Is an end to the Coronavirus shutdown in sight?

On Monday, I wrote about the mounting economic cost of the Coronavirus shutdown. Then, I wrote that 409,574 Minnesotans had filed for unemployment insurance since March 16th. Now that number is up to 451,470, implying an unemployment rate of 17.5%. Then, I estimated that the number of Minnesotans now working was back down to the level of September 1998. Now, it has slipped back a year to the level of October 1997, when Men in Black was in the cinema and Boyz II Men were top of the Billboard Hot 100 with 4 Seasons of Loneliness.

Yesterday, I talked about how that cost, initially borne by workers in the leisure and hospitality and personal services industries for the most part, was spreading to other sectors of the economy: on Monday, Cleveland-Cliffs announced that it will idle its Northshore Mining facilities in Babbitt and Silver Bay until at least mid-August with 470 of the 570 employees being laid off.

All of this will get worse the longer the shutdown continues.

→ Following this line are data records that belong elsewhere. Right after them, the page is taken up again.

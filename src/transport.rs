//! The HTTP transport: connection pool, cookie jar, user agent, timeout
//! handling and the bounded retry loop.

use std::sync::RwLock;
use std::time::Duration;

use reqwest::header::{CONTENT_TYPE, RETRY_AFTER, USER_AGENT};
use tokio_util::sync::CancellationToken;
use tracing::{debug, trace};
use url::Url;

use crate::error::{Error, Result};
use crate::req::{build_url, HttpMethod, RequestBody, RequestMessage};
use crate::res::{ParseContext, ResponseParser};

const LIB_UA: &str = concat!(
    "mwclient/",
    env!("CARGO_PKG_VERSION"),
    " (https://github.com/mwclient-rs/mwclient)"
);

/// Runtime-mutable transport knobs.
#[derive(Clone, Debug)]
pub struct ClientConfig {
    /// Per-request HTTP budget.
    pub timeout: Duration,
    /// Baseline back-off between retries; also the cap applied to any
    /// server-suggested delay.
    pub retry_delay: Duration,
    /// Upper bound on retries per invocation; zero disables retrying.
    pub max_retries: u32,
    /// Caller user agent; the library token is always appended.
    pub user_agent: Option<String>,
}

impl Default for ClientConfig {
    fn default() -> Self {
        Self {
            timeout: Duration::from_secs(10),
            retry_delay: Duration::from_secs(10),
            max_retries: 3,
            user_agent: None,
        }
    }
}

impl ClientConfig {
    fn full_user_agent(&self) -> String {
        match &self.user_agent {
            Some(ua) if !ua.is_empty() => format!("{ua} {LIB_UA}"),
            _ => LIB_UA.to_owned(),
        }
    }
}

/// A shared HTTP client for MediaWiki endpoints. One client can back any
/// number of [`Site`](crate::site::Site)s; the cookie jar and connection
/// pool are shared and safe for concurrent use.
pub struct WikiClient {
    http: reqwest::Client,
    config: RwLock<ClientConfig>,
}

impl WikiClient {
    pub fn new() -> Result<Self> {
        Self::with_config(ClientConfig::default())
    }

    pub fn with_config(config: ClientConfig) -> Result<Self> {
        #[allow(unused_mut)]
        let mut builder = reqwest::Client::builder();
        #[cfg(feature = "default")]
        {
            builder = builder.cookie_store(true);
        }
        let http = builder.build().map_err(Error::Network)?;
        Ok(Self {
            http,
            config: RwLock::new(config),
        })
    }

    /// Wraps a caller-constructed `reqwest` client; use this to inject a
    /// persistent cookie jar.
    pub fn from_http(http: reqwest::Client, config: ClientConfig) -> Self {
        Self {
            http,
            config: RwLock::new(config),
        }
    }

    pub fn config(&self) -> ClientConfig {
        self.config.read().expect("config lock poisoned").clone()
    }

    pub fn set_timeout(&self, timeout: Duration) {
        self.config.write().expect("config lock poisoned").timeout = timeout;
    }

    pub fn set_retry_delay(&self, delay: Duration) {
        self.config.write().expect("config lock poisoned").retry_delay = delay;
    }

    pub fn set_max_retries(&self, retries: u32) {
        self.config.write().expect("config lock poisoned").max_retries = retries;
    }

    pub fn set_user_agent(&self, ua: impl Into<String>) {
        self.config.write().expect("config lock poisoned").user_agent = Some(ua.into());
    }

    /// Sends a request message and parses the response, retrying within the
    /// configured budget on timeouts, network failures, 5xx statuses and
    /// parser-requested retries. A message that cannot re-emit its body
    /// (one-shot stream) is never retried.
    pub async fn invoke<P: ResponseParser>(
        &self,
        endpoint: &Url,
        message: &RequestMessage,
        parser: &P,
        cancel: &CancellationToken,
    ) -> Result<P::Output> {
        let config = self.config();
        let mut retries_used: u32 = 0;
        loop {
            let attempt = self.attempt(endpoint, message, parser, cancel, &config).await;
            let (error, suggested) = match attempt {
                Ok(value) => return Ok(value),
                Err(Attempt::Fatal(e)) => return Err(e),
                Err(Attempt::Retryable { error, suggested }) => (error, suggested),
            };
            if retries_used >= config.max_retries || !message.retriable() {
                return Err(error);
            }
            let delay = match suggested {
                Some(s) => s.min(config.retry_delay),
                None => config.retry_delay,
            };
            retries_used += 1;
            debug!(
                id = %message.id(),
                retries_used,
                delay_ms = delay.as_millis() as u64,
                %error,
                "retrying request"
            );
            tokio::select! {
                _ = cancel.cancelled() => return Err(Error::Cancelled),
                _ = tokio::time::sleep(delay) => {}
            }
        }
    }

    async fn attempt<P: ResponseParser>(
        &self,
        endpoint: &Url,
        message: &RequestMessage,
        parser: &P,
        cancel: &CancellationToken,
        config: &ClientConfig,
    ) -> Result<P::Output, Attempt> {
        let builder = match message.method() {
            HttpMethod::Get => {
                let url = build_url(endpoint, message);
                debug!(id = %message.id(), %url, "GET");
                self.http.get(url)
            }
            HttpMethod::Post => {
                debug!(id = %message.id(), url = %endpoint, "POST");
                let builder = self.http.post(endpoint.clone());
                match message.http_body().map_err(Attempt::Fatal)? {
                    RequestBody::Multipart(form) => builder.multipart(form),
                    RequestBody::Form(body) => builder
                        .header(CONTENT_TYPE, "application/x-www-form-urlencoded")
                        .body(body),
                    RequestBody::None => builder,
                }
            }
        };
        let builder = builder.header(USER_AGENT, config.full_user_agent());

        let io = async {
            let response = builder.send().await?;
            let status = response.status();
            let retry_after = parse_retry_after(&response);
            let body = response.bytes().await?;
            Ok::<_, reqwest::Error>((status, retry_after, body))
        };
        let (status, retry_after, body) = tokio::select! {
            _ = cancel.cancelled() => return Err(Attempt::Fatal(Error::Cancelled)),
            r = tokio::time::timeout(config.timeout, io) => match r {
                Err(_elapsed) => {
                    return Err(Attempt::Retryable {
                        error: Error::Timeout,
                        suggested: None,
                    })
                }
                Ok(Err(e)) => {
                    return Err(Attempt::Retryable {
                        error: e.into(),
                        suggested: None,
                    })
                }
                Ok(Ok(parts)) => parts,
            },
        };
        trace!(id = %message.id(), status = %status, body_len = body.len(), "response received");

        let mut ctx = ParseContext::new(message.id());
        ctx.retry_after = retry_after;
        match parser.parse_response(&mut ctx, status, &body) {
            Ok(value) => Ok(value),
            Err(error) if ctx.needs_retry => Err(Attempt::Retryable {
                error,
                suggested: ctx.retry_after,
            }),
            Err(error) => Err(Attempt::Fatal(error)),
        }
    }
}

enum Attempt {
    Retryable {
        error: Error,
        suggested: Option<Duration>,
    },
    Fatal(Error),
}

fn parse_retry_after(response: &reqwest::Response) -> Option<Duration> {
    response
        .headers()
        .get(RETRY_AFTER)
        .and_then(|v| v.to_str().ok())
        .and_then(|v| v.parse::<u64>().ok())
        .map(Duration::from_secs)
}
use four_cc::FourCC;

use crate::{BoxHeader, ByteCursor, FullBoxHeader, Mp4Box, Mp4BoxError};

use std::mem::size_of;

#[derive(Debug, Clone, PartialEq, Eq)]
pub struct TrackFragmentBaseMediaDecodeTimeBox {
    pub base_media_decode_time: u64,
}

impl Mp4Box for TrackFragmentBaseMediaDecodeTimeBox {
    const NAME: FourCC = FourCC(*b"tfdt");

    fn get_full_box_header(&self) -> Option<FullBoxHeader> {
        Some(FullBoxHeader::new(1, 0))
    }

    fn content_size(&self) -> u64 {
        size_of::<u64>() as u64 // base_media_decode_time
    }

    fn write_box_contents(&self, cursor: &mut ByteCursor) -> Result<(), Mp4BoxError> {
        cursor.write_u64(self.base_media_decode_time);

        Ok(())
    }

    fn read_box_contents(cursor: &mut ByteCursor, _header: &BoxHeader) -> Result<Self, Mp4BoxError> {
        let full_box = FullBoxHeader::read(cursor)?;

        let base_media_decode_time = if full_box.version() == 1 {
            cursor.read_u64()?
        } else {
            cursor.read_u32()? as u64
        };

        Ok(TrackFragmentBaseMediaDecodeTimeBox {
            base_media_decode_time,
        })
    }
}

#[test]
fn decodes_the_version_0_layout() {
    let mut bytes = vec![0, 0, 0, 16];
    bytes.extend_from_slice(b"tfdt");
    bytes.extend_from_slice(&[0, 0, 0, 0]); // version 0
    bytes.extend_from_slice(&0x01020304u32.to_be_bytes());

    let tfdt = TrackFragmentBaseMediaDecodeTimeBox::from_bytes(&bytes).unwrap();

    assert_eq!(tfdt.base_media_decode_time, 0x01020304);
}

Walz: I want 5,000 tests a day

Fortunately, on Monday Gov. Walz offered a way back. As the Pioneer Press reported:

Minnesota Gov. Tim Walz threw down a gauntlet Monday on when the state can restart the economy he shut down last month to gird against the spreading coronavirus pandemic:

5,000 tests per day.

And a robust ability to trace infections and isolate those carrying the virus.

It’s an ambitious standard — one he likened to the quest to put a human on the moon — and it’s not clear how soon it can be achieved.

Ambition need not be a bad thing. And, happily, it might not mean unrealistic. On Tuesday, Forum newspapers reported:

A day after Gov. Tim Walz set 5,000 COVID-19 daily diagnostic tests with ample antibody testing capacity as the benchmark required to reopen the state for business, Mayo Clinic says it is confident it will be able to help fulfill that volume of testing.

“As we open up the testing outside of Mayo Clinic we are prioritizing our colleagues here in the state to have access to that testing,” said Dr. William Morice, chair of the Department of the Department of Laboratory Medicine at Mayo Clinic, in an interview on Tuesday.

We are currently in active discussions with the state government to try to understand how our capacity can help provide the testing needed, as other hospitals are as well.”

Specifically, Morice said, the clinic had the ability to produce 8,000 molecular or diagnostic tests daily, and 10,000 serological tests. “Basically,” he said, “we will be able to provide much of that to the state here going forward.”

This is excellent news for the state. Gov. Walz should take Mayo up on this offer and do what it takes to put their offer into action.

John Phelan is an economist at the Center of the American Experiment.